My disease progressed very slowly.

From the time I found out about my disease, I took great care of my diet (mostly vegetarian with a lot of good flavour, organic unless i could really not find or afford it, lots of veg and grains, low salt, low sugar, not much alcohol) and health from that point on. I am not sure that this is the reason that the disease took a full 20+ years to become end-stage renal failure, but I like to believe it to be so.
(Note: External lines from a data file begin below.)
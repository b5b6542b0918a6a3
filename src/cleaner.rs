//! Source cleaner for autodoc-generated reStructuredText.
//!
//! `sphinx-apidoc` decorates every generated page with boilerplate headings
//! ("Submodules", "Subpackages", "somepkg package", "somemod module") that add
//! noise to a published API reference. This module strips that boilerplate
//! with plain substring rules while leaving `automodule` directive blocks
//! untouched, since their indented option lines are consumed verbatim by the
//! builder.

/// Directive marker that opens an automodule block.
pub const AUTOMODULE_MARKER: &str = ".. automodule::";

/// Indentation that keeps a line inside an automodule block.
const BLOCK_INDENT: &str = "   ";

/// Cleans one generated page, returning the scrubbed text.
///
/// The scan keeps a single flag for whether it is inside an automodule block:
/// a line containing [`AUTOMODULE_MARKER`] raises it, and a non-blank line
/// without the three-space block indent lowers it again before the heading
/// rules run on that line. Blank lines never close a block. Everything
/// outside a block goes through the heading rules; everything inside passes
/// through unchanged.
///
/// Lines are split and rejoined on `'\n'`, so a trailing newline (and any
/// stray `'\r'`) survives the round trip. Empty input yields empty output.
pub fn clean_source(text: &str) -> String {
    let mut processed: Vec<String> = Vec::new();
    let mut in_automodule = false;

    for line in text.split('\n') {
        if line.contains(AUTOMODULE_MARKER) {
            in_automodule = true;
        }

        if in_automodule {
            // Blank lines belong to the block and keep it open.
            if line.trim().is_empty() {
                processed.push(line.to_string());
                continue;
            }
            // A non-blank line without the block indent closes the block and
            // falls through to the heading rules below.
            if !line.starts_with(BLOCK_INDENT) {
                in_automodule = false;
            }
        }

        if in_automodule {
            processed.push(line.to_string());
            continue;
        }

        if let Some(cleaned) = scrub_heading_line(line) {
            processed.push(cleaned);
        }
    }

    processed.join("\n")
}

/// Applies the heading rules to a line outside any automodule block.
///
/// Returns `None` when the line is dropped from the page. The trigger
/// substrings include a trailing space: a heading that ends the line
/// ("phoenix.config module") is not a trigger, only the variants the
/// generator writes with text after the keyword are.
fn scrub_heading_line(line: &str) -> Option<String> {
    if line.contains("Submodules ") {
        return None;
    }

    let mut line = line.to_string();
    if line.contains("Subpackages ") {
        line = line.replace("Subpackages", "");
    }
    // Checked on the possibly already modified line, not the original.
    if line.contains("package ") {
        line = line.replace("package", "");
    }
    if line.contains("module ") {
        line = line.replace("module", "");
    }

    Some(line)
}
I am glad I left the U.S. when I did, in 2006. Did I sense that end-stage was near? My levels had been so stable - I hovered around 35% function for a very long time. I had really convinced myself that I would be 70 years old by the time that happened. But I was 43. Last year in April, my kidney function took a dive suddenly - it went from 25% to about 12%. It coincided with a very stressful time - my boyfriend and I had bought a small house in January and it had turned into a nightmare, with us living in the 2 rooms the whole time it was being rebuilt.

When I look back at last year, it all seems a blur. I realise now that I was on auto-pilot for a lot of it. Finding a donor just seemed natural to me. I didn't think about it, I just went full speed ahead. Now I find that I can't believe it. My head is spinning a bit from it!